To set up a good story, you want all the elements of your story to work together to form a coherent whole. All the different plot twists and character arcs should line up to form a shape. I say, the best shape for that structure is the octahedron, and I’ll explain why.
The links of a story
A story can be seen to be made up of a lot of tiny links. Each link is a step forward in the story. These links form the bigger elements in your story: the milieu, idea, characters, and events. You should recognize these four as the MICE quotient by Orson Scott Card.
The milieu (setting) of your story is the environment in which your story takes place. This can play a relatively minor role, but especially in Fantasy and Sci-fi, that role is pretty big. In either case, the environment is also ever-present in your story, in the form of all the tiny nuggets of exposition.
The idea of your story unfolds as your story progresses. Is it a tale about growing up? A tragedy? A warning about the dangers of advanced technology? Throughout your story, you are showing your arguments as tiny links leading from nothing to the complete unfolding of your idea.
Character arcs also consist of a number of links, the steps in the evolution of the character from their starting point in the story to the end. The (main) characters need to change in the course of the story. You can set these steps up along the hero’s journey or the seven-point arc, or you could just wing it.

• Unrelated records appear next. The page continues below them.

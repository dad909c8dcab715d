#[cfg(not(feature = "std"))]
use core::fmt;
#[cfg(feature = "std")]
use std::fmt;

/// Reasons text could not be parsed into a packed identifier.
#[derive(Debug, Clone, Copy, PartialEq, Eq)]
pub enum ParseIdError {
    /// The separator character was not found.
    MissingSeparator,
    /// Nothing came before the separator.
    EmptyKind,
    /// Nothing came after the separator.
    EmptyId,
    /// The text before the separator is not the name of a declared kind.
    UnknownKind,
    /// The kind was found but its payload rejected the text after the separator.
    InvalidId,
}

impl fmt::Display for ParseIdError {
    fn fmt(&self, fmt: &mut fmt::Formatter<'_>) -> fmt::Result {
        let s = match self {
            Self::MissingSeparator => "separator was not found",
            Self::EmptyKind => "kind text is empty",
            Self::EmptyId => "id text is empty",
            Self::UnknownKind => "kind is not declared",
            Self::InvalidId => "id text is not valid for the kind",
        };
        write!(fmt, "failed parsing packed id: {s}.")
    }
}

#[cfg(feature = "std")]
impl std::error::Error for ParseIdError {}

/// A destination did not have room for everything that needed to be written.
/// The first value contains the required amount of slots/bytes.
/// The second value contains the available amount of slots/bytes.
#[derive(Debug, Clone, Copy, PartialEq, Eq)]
pub struct CapacityError {
    pub required: usize,
    pub available: usize,
}

impl fmt::Display for CapacityError {
    fn fmt(&self, fmt: &mut fmt::Formatter<'_>) -> fmt::Result {
        write!(
            fmt,
            "required {} slots, {} were available.",
            self.required, self.available
        )
    }
}

#[cfg(feature = "std")]
impl std::error::Error for CapacityError {}
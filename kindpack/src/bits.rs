//! Bit helpers shared by generated code and the [`Payload`](crate::Payload) impls.
//!
//! Offsets and sizes are in bytes. Everything is little endian: byte 0 is the least significant byte
//! of the `u128`.

/// Returns a mask covering the lowest `bytes` bytes.
#[must_use]
pub const fn mask(bytes: usize) -> u128 {
    if bytes >= 16 {
        u128::MAX
    } else {
        (1u128 << (bytes * 8)) - 1
    }
}

/// Writes the lowest `size` bytes of `value` into `bits` starting at byte `offset`.
///
/// Bytes that would land past the 16th byte are dropped.
#[must_use]
pub const fn insert(bits: u128, value: u128, offset: usize, size: usize) -> u128 {
    if offset >= 16 {
        return bits;
    }
    let field = mask(size) << (offset * 8);
    (bits & !field) | ((value & mask(size)) << (offset * 8))
}

/// Reads `size` bytes from `bits` starting at byte `offset`.
#[must_use]
pub const fn extract(bits: u128, offset: usize, size: usize) -> u128 {
    if offset >= 16 {
        0
    } else {
        (bits >> (offset * 8)) & mask(size)
    }
}

/// Interprets the lowest `size` bytes of `bits` as a two's complement number.
///
/// Sizes of 8 bytes or more are read as a plain `i64`.
#[must_use]
#[allow(clippy::cast_possible_truncation, clippy::cast_possible_wrap)]
pub const fn sign_extend(bits: u128, size: usize) -> i64 {
    if size == 0 {
        return 0;
    }
    if size >= 8 {
        return bits as u64 as i64;
    }
    let shift = (64 - size * 8) as u32;
    ((bits as u64) << shift) as i64 >> shift
}

#[cfg(test)]
mod tests {
    use super::*;

    #[test]
    fn masks() {
        assert_eq!(mask(0), 0);
        assert_eq!(mask(1), 0xFF);
        assert_eq!(mask(3), 0xFF_FFFF);
        assert_eq!(mask(16), u128::MAX);
    }

    #[test]
    fn insert_then_extract() {
        let bits = insert(0, 0xABCD, 2, 2);
        assert_eq!(bits, 0xABCD_0000);
        assert_eq!(extract(bits, 2, 2), 0xABCD);
        assert_eq!(extract(bits, 3, 1), 0xAB);
        // overwrite clears the old bytes first.
        assert_eq!(insert(bits, 0x01, 3, 1), 0x01CD_0000);
    }

    #[test]
    fn sign_extension() {
        assert_eq!(sign_extend(0xFF, 1), -1);
        assert_eq!(sign_extend(0x7F, 1), 127);
        assert_eq!(sign_extend(0x8000, 2), -32768);
        assert_eq!(sign_extend(0xFFFF_FFFF, 4), -1);
        assert_eq!(sign_extend(0xFFFF_FFFF, 8), 0xFFFF_FFFF);
        assert_eq!(sign_extend(0xFF, 0), 0);
    }
}
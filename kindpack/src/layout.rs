/// Byte widths of a packed identifier.
///
/// The payload always starts at byte 0 of the raw word. The discriminant occupies the top
/// `discriminant_width_bytes` bytes, `discriminant_byte_offset` is always
/// `total_width_bytes - discriminant_width_bytes`. Identifiers without a discriminant field report a
/// discriminant width equal to the total width and an offset of 0.
#[derive(Debug, Clone, Copy, PartialEq, Eq, Hash)]
pub struct RawLayout {
    /// One of 2, 4, 8, 12 or 16.
    pub total_width_bytes: usize,
    /// Largest kind payload, rounded up to a width bucket.
    pub payload_width_bytes: usize,
    /// One of 1, 2 or 4 when a discriminant field exists.
    pub discriminant_width_bytes: usize,
    pub discriminant_byte_offset: usize,
    /// `false` when the kind set is empty or degenerate.
    pub has_discriminant: bool,
}

impl RawLayout {
    /// Mask over the payload bytes of the raw word.
    #[must_use]
    pub const fn payload_mask(&self) -> u128 {
        crate::bits::mask(self.payload_width_bytes)
    }

    /// Amount of bits the discriminant is shifted by within the raw word.
    #[must_use]
    #[allow(clippy::cast_possible_truncation)]
    pub const fn discriminant_shift(&self) -> u32 {
        if self.has_discriminant {
            (self.discriminant_byte_offset * 8) as u32
        } else {
            0
        }
    }
}
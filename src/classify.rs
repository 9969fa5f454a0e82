//! Traffic classification
//!
//! Labels each request with a traffic class (human/bot/unrouted), a browser
//! family, an OS family, and a display category for the user-agents table.
//! All pure functions over the parsed entry.

use crate::parser::LogEntry;

/// Traffic class of a single request
#[derive(Debug, Clone, Copy, PartialEq, Eq)]
pub enum TrafficClass {
    Human,
    Bot,
    Unrouted,
}

/// Substring signatures that mark a user-agent as a bot
const BOT_SIGNATURES: &[&str] = &[
    "bot", "crawl", "spider", "slurp",
    "googlebot", "bingbot", "ahrefsbot", "censysinspect",
    "cms-checker", "facebookexternalhit", "go-http-client",
    "curl", "wget", "python-requests", "scrapy",
    "headlesschrome", "phantomjs", "selenium",
    "bot/", "+http",
];

/// Named bots reported individually by the user-agents category
const KNOWN_BOTS: &[&str] = &[
    "ahrefsbot", "googlebot", "bingbot", "yandexbot",
    "baiduspider", "duckduckbot", "slurp", "facebookexternalhit",
    "twitterbot", "linkedinbot", "censysinspect", "cms-checker",
];

/// Classifies a log entry. Requests that matched no router are always
/// `Unrouted` regardless of user-agent.
pub fn classify_traffic(entry: &LogEntry) -> TrafficClass {
    if entry.router.is_empty() {
        return TrafficClass::Unrouted;
    }
    if is_bot(&entry.user_agent) {
        return TrafficClass::Bot;
    }
    TrafficClass::Human
}

/// Checks a user-agent string against known bot patterns.
pub fn is_bot(user_agent: &str) -> bool {
    let ua = user_agent.to_lowercase();

    // Empty or "-" user-agent is suspicious
    if ua.is_empty() || ua == "-" {
        return true;
    }

    // Exactly "Mozilla/5.0" without more detail is suspicious
    if user_agent.trim() == "Mozilla/5.0" {
        return true;
    }

    BOT_SIGNATURES.iter().any(|sig| ua.contains(sig))
}

/// Returns a display category for the user_agents table: a known bot name,
/// "bot" for generic bots, a browser label, or "unknown".
pub fn classify_ua_category(user_agent: &str) -> String {
    let ua = user_agent.to_lowercase();

    if ua.is_empty() || ua == "-" {
        return "unknown".to_string();
    }

    if let Some(name) = KNOWN_BOTS.iter().find(|name| ua.contains(*name)) {
        return name.to_string();
    }

    if is_bot(user_agent) {
        return "bot".to_string();
    }

    // Order matters: Edge UA contains "chrome/", Chrome UA contains "safari/"
    if ua.contains("edg/") {
        return "Edge".to_string();
    }
    if ua.contains("chrome/") && !ua.contains("chromium") {
        return "Chrome".to_string();
    }
    if ua.contains("firefox/") {
        return "Firefox".to_string();
    }
    if ua.contains("safari/") && !ua.contains("chrome/") {
        return "Safari".to_string();
    }

    "unknown".to_string()
}

/// Returns the browser family: Chrome, Firefox, Safari, Edge, Opera, Bot,
/// Unknown, or Other. The bot check wins over any browser marker.
pub fn classify_browser(user_agent: &str) -> &'static str {
    let ua = user_agent.to_lowercase();

    if ua.is_empty() || ua == "-" {
        return "Unknown";
    }
    if is_bot(user_agent) {
        return "Bot";
    }

    // Edge contains both "edg/" and "chrome/"
    if ua.contains("edg/") {
        return "Edge";
    }
    if ua.contains("opr/") || ua.contains("opera/") {
        return "Opera";
    }
    // Chrome before Safari since Chrome UA contains "safari/"
    if ua.contains("chrome/") || ua.contains("chromium/") {
        return "Chrome";
    }
    if ua.contains("firefox/") {
        return "Firefox";
    }
    if ua.contains("safari/") {
        return "Safari";
    }

    "Other"
}

/// Returns the OS family: Windows, macOS, Linux, iOS, Android, ChromeOS,
/// or Other. Mobile markers are checked before desktop ones.
pub fn classify_os(user_agent: &str) -> &'static str {
    let ua = user_agent.to_lowercase();

    if ua.is_empty() || ua == "-" {
        return "Other";
    }

    if ua.contains("iphone") || ua.contains("ipad") || ua.contains("ipod") {
        return "iOS";
    }
    if ua.contains("android") {
        return "Android";
    }

    // CrOS user-agents also contain "linux"
    if ua.contains("cros") {
        return "ChromeOS";
    }

    if ua.contains("windows") {
        return "Windows";
    }
    if ua.contains("macintosh") || ua.contains("mac os") {
        return "macOS";
    }
    if ua.contains("linux") {
        return "Linux";
    }

    "Other"
}

/// Histogram bucket label for a request duration in milliseconds.
pub fn duration_bucket(ms: i64) -> &'static str {
    match ms {
        _ if ms <= 10 => "0-10ms",
        _ if ms <= 50 => "10-50ms",
        _ if ms <= 100 => "50-100ms",
        _ if ms <= 500 => "100-500ms",
        _ if ms <= 1000 => "500-1000ms",
        _ => "1000+ms",
    }
}

#[cfg(test)]
mod tests {
    use super::*;
    use chrono::{FixedOffset, TimeZone};

    const CHROME_MAC: &str = "Mozilla/5.0 (Macintosh; Intel Mac OS X 10_15_7) AppleWebKit/537.36 (KHTML, like Gecko) Chrome/143.0.0.0 Safari/537.36";

    fn entry(router: &str, ua: &str) -> LogEntry {
        LogEntry {
            ip: "1.2.3.4".to_string(),
            timestamp: FixedOffset::east_opt(0)
                .unwrap()
                .with_ymd_and_hms(2026, 1, 7, 16, 0, 0)
                .unwrap(),
            method: "GET".to_string(),
            path: "/".to_string(),
            protocol: "HTTP/1.1".to_string(),
            status: 200,
            bytes: 100,
            referer: String::new(),
            user_agent: ua.to_string(),
            router: router.to_string(),
            backend: String::new(),
            duration_ms: 5,
        }
    }

    #[test]
    fn unrouted_wins_regardless_of_ua() {
        assert_eq!(classify_traffic(&entry("", CHROME_MAC)), TrafficClass::Unrouted);
        assert_eq!(classify_traffic(&entry("", "curl/7.68.0")), TrafficClass::Unrouted);
    }

    #[test]
    fn routed_bot_and_human() {
        assert_eq!(classify_traffic(&entry("web@docker", "curl/7.68.0")), TrafficClass::Bot);
        assert_eq!(classify_traffic(&entry("web@docker", CHROME_MAC)), TrafficClass::Human);
    }

    #[test]
    fn suspicious_user_agents_are_bots() {
        assert!(is_bot(""));
        assert!(is_bot("-"));
        assert!(is_bot("Mozilla/5.0"));
        assert!(is_bot(" Mozilla/5.0 "));
        assert!(is_bot("Mozilla/5.0 (compatible; Googlebot/2.1; +http://www.google.com/bot.html)"));
        assert!(is_bot("python-requests/2.31"));
        assert!(!is_bot(CHROME_MAC));
    }

    #[test]
    fn ua_category_prefers_known_bot_names() {
        assert_eq!(classify_ua_category("Mozilla/5.0 (compatible; AhrefsBot/7.0)"), "ahrefsbot");
        assert_eq!(classify_ua_category("Googlebot-Image/1.0"), "googlebot");
        assert_eq!(classify_ua_category("curl/7.68.0"), "bot");
        assert_eq!(classify_ua_category(CHROME_MAC), "Chrome");
        assert_eq!(classify_ua_category(""), "unknown");
        assert_eq!(classify_ua_category("Mozilla/4.0 (something ancient)"), "unknown");
    }

    #[test]
    fn browser_ordering() {
        assert_eq!(classify_browser("Mozilla/5.0 (Windows NT 10.0) Chrome/120.0 Safari/537.36 Edg/120.0"), "Edge");
        assert_eq!(classify_browser("Mozilla/5.0 (X11) Chrome/120.0 Safari/537.36 OPR/106.0"), "Opera");
        assert_eq!(classify_browser(CHROME_MAC), "Chrome");
        assert_eq!(classify_browser("Mozilla/5.0 (X11; Linux x86_64; rv:120.0) Gecko/20100101 Firefox/120.0"), "Firefox");
        assert_eq!(classify_browser("Mozilla/5.0 (Macintosh; Intel Mac OS X 10_15_7) AppleWebKit/605.1.15 Version/17.0 Safari/605.1.15"), "Safari");
        assert_eq!(classify_browser("Googlebot/2.1"), "Bot");
        assert_eq!(classify_browser(""), "Unknown");
        assert_eq!(classify_browser("SomethingElse/1.0"), "Other");
    }

    #[test]
    fn os_ordering() {
        assert_eq!(classify_os("Mozilla/5.0 (iPhone; CPU iPhone OS 17_0 like Mac OS X)"), "iOS");
        assert_eq!(classify_os("Mozilla/5.0 (Linux; Android 14; Pixel 8)"), "Android");
        assert_eq!(classify_os("Mozilla/5.0 (X11; CrOS x86_64 14541.0.0)"), "ChromeOS");
        assert_eq!(classify_os("Mozilla/5.0 (Windows NT 10.0; Win64; x64)"), "Windows");
        assert_eq!(classify_os(CHROME_MAC), "macOS");
        assert_eq!(classify_os("Mozilla/5.0 (X11; Linux x86_64)"), "Linux");
        assert_eq!(classify_os("weird"), "Other");
    }

    #[test]
    fn duration_buckets_are_left_open_right_closed() {
        assert_eq!(duration_bucket(0), "0-10ms");
        assert_eq!(duration_bucket(10), "0-10ms");
        assert_eq!(duration_bucket(11), "10-50ms");
        assert_eq!(duration_bucket(50), "10-50ms");
        assert_eq!(duration_bucket(100), "50-100ms");
        assert_eq!(duration_bucket(500), "100-500ms");
        assert_eq!(duration_bucket(1000), "500-1000ms");
        assert_eq!(duration_bucket(1001), "1000+ms");
    }
}
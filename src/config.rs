//! Configuration management
//!
//! Everything comes from `TRAIL_`-prefixed environment variables with
//! defaults suitable for the standard container layout. Invalid values are
//! fatal at startup.

use anyhow::Result;
use serde::Deserialize;

#[derive(Debug, Clone, Deserialize)]
pub struct Config {
    /// Active access log file the tailer follows
    pub log_file: String,
    /// SQLite database file
    pub db_path: String,
    /// HTTP listen address (":8080" or "host:port")
    pub listen: String,
    /// Days to retain aggregate rows
    pub retention_days: u32,
    /// Log format: "auto", "traefik", or "combined"
    pub log_format: String,
    /// Optional MaxMind mmdb path for country lookup
    #[serde(default)]
    pub geoip_path: String,
}

impl Config {
    pub fn load() -> Result<Self> {
        let settings = config::Config::builder()
            .set_default("log_file", "/logs/access.log")?
            .set_default("db_path", "/data/trail.db")?
            .set_default("listen", ":8080")?
            .set_default("retention_days", 90i64)?
            .set_default("log_format", "auto")?
            .set_default("geoip_path", "")?
            .add_source(config::Environment::with_prefix("TRAIL").try_parsing(true))
            .build()?;

        let config: Config = settings.try_deserialize()?;
        config.validate()?;
        Ok(config)
    }

    pub fn validate(&self) -> Result<()> {
        if self.log_file.is_empty() {
            anyhow::bail!("TRAIL_LOG_FILE cannot be empty");
        }
        if self.db_path.is_empty() {
            anyhow::bail!("TRAIL_DB_PATH cannot be empty");
        }
        if self.listen.is_empty() {
            anyhow::bail!("TRAIL_LISTEN cannot be empty");
        }
        if self.retention_days == 0 {
            anyhow::bail!("TRAIL_RETENTION_DAYS must be positive");
        }

        let valid_formats = ["auto", "traefik", "combined"];
        if !valid_formats.contains(&self.log_format.to_lowercase().as_str()) {
            anyhow::bail!(
                "invalid TRAIL_LOG_FORMAT '{}'. Must be one of: {:?}",
                self.log_format,
                valid_formats
            );
        }

        Ok(())
    }
}

#[cfg(test)]
mod tests {
    use super::*;

    fn base_config() -> Config {
        Config {
            log_file: "/logs/access.log".to_string(),
            db_path: "/data/trail.db".to_string(),
            listen: ":8080".to_string(),
            retention_days: 90,
            log_format: "auto".to_string(),
            geoip_path: String::new(),
        }
    }

    #[test]
    fn defaults_validate() {
        base_config().validate().unwrap();
    }

    #[test]
    fn zero_retention_is_rejected() {
        let mut cfg = base_config();
        cfg.retention_days = 0;
        assert!(cfg.validate().is_err());
    }

    #[test]
    fn unknown_format_is_rejected() {
        let mut cfg = base_config();
        cfg.log_format = "syslog".to_string();
        assert!(cfg.validate().is_err());
    }

    #[test]
    fn format_is_case_insensitive() {
        let mut cfg = base_config();
        cfg.log_format = "Traefik".to_string();
        cfg.validate().unwrap();
    }
}
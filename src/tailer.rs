//! Active log file tailer
//!
//! Poll-based follower with durable position tracking. Rotation is detected
//! by an inode change, copytruncate by a size regression at the same inode;
//! both restart the read at offset zero. Only complete (newline-terminated)
//! lines are emitted; a trailing partial line waits for the next tick.

use std::io::{self, SeekFrom};
use std::time::Duration;

use anyhow::{Context, Result};
use tokio::io::{AsyncBufRead, AsyncBufReadExt, AsyncSeekExt, BufReader};
use tokio::sync::mpsc;
use tokio_util::sync::CancellationToken;
use tracing::{debug, info, warn};

use crate::db::{FilePosition, Store};
use crate::metrics::{self, SharedMetrics};

const DEFAULT_POLL_INTERVAL: Duration = Duration::from_secs(1);
/// How long one enqueue may block before the line is dropped
const EMIT_TIMEOUT: Duration = Duration::from_secs(5);
/// Upper bound on a single line; longer lines fail the scan for the tick
const MAX_LINE_BYTES: usize = 1024 * 1024;

pub struct Tailer {
    path: String,
    store: Store,
    metrics: SharedMetrics,
    interval: Duration,
}

impl Tailer {
    pub fn new(path: String, store: Store, metrics: SharedMetrics) -> Self {
        Self {
            path,
            store,
            metrics,
            interval: DEFAULT_POLL_INTERVAL,
        }
    }

    /// Polls the file once per tick until cancelled. Transient tick errors
    /// (missing file, scan failure) are logged and retried next tick.
    pub async fn run(self, token: CancellationToken, lines: mpsc::Sender<String>) -> Result<()> {
        let mut saved = self
            .store
            .load_position(&self.path)
            .await
            .context("loading tail position")?;
        info!(
            path = %self.path,
            offset = saved.offset,
            inode = saved.inode,
            "tailer starting"
        );

        let mut ticker = tokio::time::interval(self.interval);
        loop {
            tokio::select! {
                _ = token.cancelled() => {
                    debug!("tailer stopping");
                    return Ok(());
                }
                _ = ticker.tick() => {
                    if let Err(e) = self.process_tick(&token, &lines, saved).await {
                        warn!(error = %e, "tailer tick failed");
                        continue;
                    }
                    if let Ok(pos) = self.store.load_position(&self.path).await {
                        saved = pos;
                    }
                }
            }
        }
    }

    /// One poll iteration: stat, decide the start offset, read complete
    /// lines to EOF, persist the new position.
    async fn process_tick(
        &self,
        token: &CancellationToken,
        lines: &mpsc::Sender<String>,
        saved: FilePosition,
    ) -> Result<()> {
        let meta = match tokio::fs::metadata(&self.path).await {
            Ok(meta) => meta,
            Err(e) if e.kind() == io::ErrorKind::NotFound => {
                // Not created yet; keep waiting
                return Ok(());
            }
            Err(e) => return Err(e).context("stat failed"),
        };

        let current_inode = file_identity(&meta);
        let current_size = meta.len() as i64;

        let start_offset = if current_inode != saved.inode {
            info!(
                old = saved.inode,
                new = current_inode,
                "rotation detected, starting from beginning"
            );
            0
        } else if current_size < saved.offset {
            info!(
                size = current_size,
                offset = saved.offset,
                "copytruncate detected, starting from beginning"
            );
            0
        } else {
            saved.offset
        };

        if start_offset >= current_size {
            return Ok(());
        }

        // Open per tick so no descriptor outlives a rotation
        let file = tokio::fs::File::open(&self.path)
            .await
            .context("opening log file")?;
        let mut reader = BufReader::new(file);
        reader
            .seek(SeekFrom::Start(start_offset as u64))
            .await
            .with_context(|| format!("seeking to offset {start_offset}"))?;

        let mut offset = start_offset;
        let mut emitted = 0usize;

        while let Some((line, len)) = read_complete_line(&mut reader).await? {
            if line.is_empty() {
                offset += len as i64;
                continue;
            }

            let delivered = tokio::select! {
                _ = token.cancelled() => break,
                res = tokio::time::timeout(EMIT_TIMEOUT, lines.send(line)) => match res {
                    Ok(Ok(())) => true,
                    Ok(Err(_)) => {
                        // Receiver gone; nothing downstream to feed
                        warn!("line channel closed, stopping scan");
                        break;
                    }
                    Err(_) => {
                        warn!("line channel blocked, dropping line");
                        metrics::incr(&self.metrics.enqueue_drops);
                        false
                    }
                }
            };

            // A dropped line still advances the offset so one slow consumer
            // cannot wedge the tailer on the same line forever
            offset += len as i64;
            if delivered {
                emitted += 1;
            }
        }

        if emitted > 0 {
            debug!(lines = emitted, offset, "tailer processed lines");
        }
        self.store
            .save_position(
                &self.path,
                FilePosition {
                    offset,
                    inode: current_inode,
                    size: current_size,
                },
            )
            .await
            .context("saving tail position")?;

        Ok(())
    }
}

/// Reads one newline-terminated line, returning it without the newline plus
/// the number of bytes consumed. `None` at EOF; a trailing fragment without
/// a newline is left unconsumed for a later tick. Lines over the cap error.
async fn read_complete_line<R: AsyncBufRead + Unpin>(
    reader: &mut R,
) -> io::Result<Option<(String, usize)>> {
    let mut buf: Vec<u8> = Vec::new();

    loop {
        let (complete, used) = {
            let chunk = reader.fill_buf().await?;
            if chunk.is_empty() {
                return Ok(None);
            }
            match chunk.iter().position(|&b| b == b'\n') {
                Some(idx) => {
                    buf.extend_from_slice(&chunk[..idx]);
                    (true, idx + 1)
                }
                None => {
                    buf.extend_from_slice(chunk);
                    (false, chunk.len())
                }
            }
        };
        reader.consume(used);

        if buf.len() > MAX_LINE_BYTES {
            return Err(io::Error::new(
                io::ErrorKind::InvalidData,
                "line exceeds 1 MiB buffer",
            ));
        }
        if complete {
            let consumed = buf.len() + 1;
            return Ok(Some((String::from_utf8_lossy(&buf).into_owned(), consumed)));
        }
    }
}

/// File identity token for rotation detection: the inode on POSIX. Replaced
/// files get a new identity, in-place truncation keeps it.
#[cfg(unix)]
fn file_identity(meta: &std::fs::Metadata) -> i64 {
    use std::os::unix::fs::MetadataExt;
    meta.ino() as i64
}

#[cfg(not(unix))]
fn file_identity(_meta: &std::fs::Metadata) -> i64 {
    0
}

#[cfg(test)]
mod tests {
    use super::*;
    use crate::metrics::IngestMetrics;
    use std::fs;
    use std::io::Write;

    async fn test_store() -> Store {
        let store = Store::open(":memory:").await.unwrap();
        store.run_migrations().await.unwrap();
        store
    }

    async fn tick_and_collect(tailer: &Tailer, saved: FilePosition) -> Vec<String> {
        let token = CancellationToken::new();
        let (tx, mut rx) = mpsc::channel(100);
        tailer.process_tick(&token, &tx, saved).await.unwrap();
        drop(tx);
        let mut out = Vec::new();
        while let Some(line) = rx.recv().await {
            out.push(line);
        }
        out
    }

    fn tailer_for(path: &std::path::Path, store: Store) -> Tailer {
        Tailer::new(
            path.to_str().unwrap().to_string(),
            store,
            IngestMetrics::new(),
        )
    }

    #[tokio::test]
    async fn reads_new_lines_and_persists_position() {
        let dir = tempfile::tempdir().unwrap();
        let path = dir.path().join("access.log");
        fs::write(&path, "line one\nline two\n\nline three\n").unwrap();

        let store = test_store().await;
        let tailer = tailer_for(&path, store.clone());

        let lines = tick_and_collect(&tailer, FilePosition::default()).await;
        assert_eq!(lines, vec!["line one", "line two", "line three"]);

        let pos = tailer.store.load_position(&tailer.path).await.unwrap();
        assert_eq!(pos.offset, 30); // full file including the blank line
        assert!(pos.inode != 0);

        // Nothing new: second tick emits nothing
        let lines = tick_and_collect(&tailer, pos).await;
        assert!(lines.is_empty());
    }

    #[tokio::test]
    async fn missing_file_is_not_an_error() {
        let dir = tempfile::tempdir().unwrap();
        let path = dir.path().join("absent.log");
        let store = test_store().await;
        let tailer = tailer_for(&path, store);

        let lines = tick_and_collect(&tailer, FilePosition::default()).await;
        assert!(lines.is_empty());
    }

    #[tokio::test]
    async fn rotation_yields_only_new_lines() {
        let dir = tempfile::tempdir().unwrap();
        let path = dir.path().join("access.log");
        fs::write(&path, "old one\nold two\nold three\n").unwrap();

        let store = test_store().await;
        let tailer = tailer_for(&path, store.clone());

        let first = tick_and_collect(&tailer, FilePosition::default()).await;
        assert_eq!(first.len(), 3);
        let saved = store.load_position(&tailer.path).await.unwrap();

        // rename + create: the new file has a different inode
        fs::rename(&path, dir.path().join("access.log.1")).unwrap();
        fs::write(&path, "new one\nnew two\n").unwrap();

        let second = tick_and_collect(&tailer, saved).await;
        assert_eq!(second, vec!["new one", "new two"]);
    }

    #[tokio::test]
    async fn copytruncate_yields_only_new_lines() {
        let dir = tempfile::tempdir().unwrap();
        let path = dir.path().join("access.log");
        fs::write(&path, "old one\nold two\nold three and some padding\n").unwrap();

        let store = test_store().await;
        let tailer = tailer_for(&path, store.clone());

        let first = tick_and_collect(&tailer, FilePosition::default()).await;
        assert_eq!(first.len(), 3);
        let saved = store.load_position(&tailer.path).await.unwrap();

        // truncate in place: same inode, smaller size than the saved offset
        fs::write(&path, "fresh one\nfresh two\n").unwrap();
        let meta = fs::metadata(&path).unwrap();
        assert!((meta.len() as i64) < saved.offset);

        let second = tick_and_collect(&tailer, saved).await;
        assert_eq!(second, vec!["fresh one", "fresh two"]);
    }

    #[tokio::test]
    async fn partial_trailing_line_waits_for_newline() {
        let dir = tempfile::tempdir().unwrap();
        let path = dir.path().join("access.log");
        fs::write(&path, "complete\npartial without newline").unwrap();

        let store = test_store().await;
        let tailer = tailer_for(&path, store.clone());

        let lines = tick_and_collect(&tailer, FilePosition::default()).await;
        assert_eq!(lines, vec!["complete"]);
        let saved = store.load_position(&tailer.path).await.unwrap();
        assert_eq!(saved.offset, 9); // only the terminated line is consumed

        // complete the line; the next tick picks up the whole of it
        let mut f = fs::OpenOptions::new().append(true).open(&path).unwrap();
        writeln!(f).unwrap();
        drop(f);

        let lines = tick_and_collect(&tailer, saved).await;
        assert_eq!(lines, vec!["partial without newline"]);
    }

    #[tokio::test]
    async fn oversized_line_fails_the_tick() {
        let dir = tempfile::tempdir().unwrap();
        let path = dir.path().join("access.log");
        let mut f = fs::File::create(&path).unwrap();
        f.write_all(&vec![b'x'; MAX_LINE_BYTES + 10]).unwrap();
        f.write_all(b"\n").unwrap();
        drop(f);

        let store = test_store().await;
        let tailer = tailer_for(&path, store);
        let token = CancellationToken::new();
        let (tx, _rx) = mpsc::channel(100);

        let err = tailer
            .process_tick(&token, &tx, FilePosition::default())
            .await
            .unwrap_err();
        assert!(err.to_string().contains("1 MiB") || format!("{err:#}").contains("1 MiB"));
    }
}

The events consist of promises and fulfillments of promises. In a murder mystery, for instance, a murder is committed, which is one link, and the killer is exposed, which is another. I’ve already talked about how all promises made, should also be resolved.
All the links in the story described above form a shape. In a good story, this shape should be an octahedron. Yeah, that’s not the most famous of shapes; see the picture above for an example.
You start at a single point: the beginning of the story. From there, the four types of links start to branch out. After you reach the middle of your story, the branches start to come together again, until you reach the other point of the octahedron: the end of the story.
This shape ensures that your reader understands what’s going on, believes the foreshadowing, and feels the climax. You might be asking yourself if this is really useful at all. It’s a picture of an eight-sided die with some words scribbled around it. Yeah, that’s true. It’s not meant as a silver bullet, though. It’s meant as a tool to look at your story in a certain way. A simple visual aid to remind you of an underlying concept: all the aspects of the MICE quotient have a place and need a structure. While you’re writing it’s easy to forget that it’s not just your characters that are important, but also your milieu, events, and idea.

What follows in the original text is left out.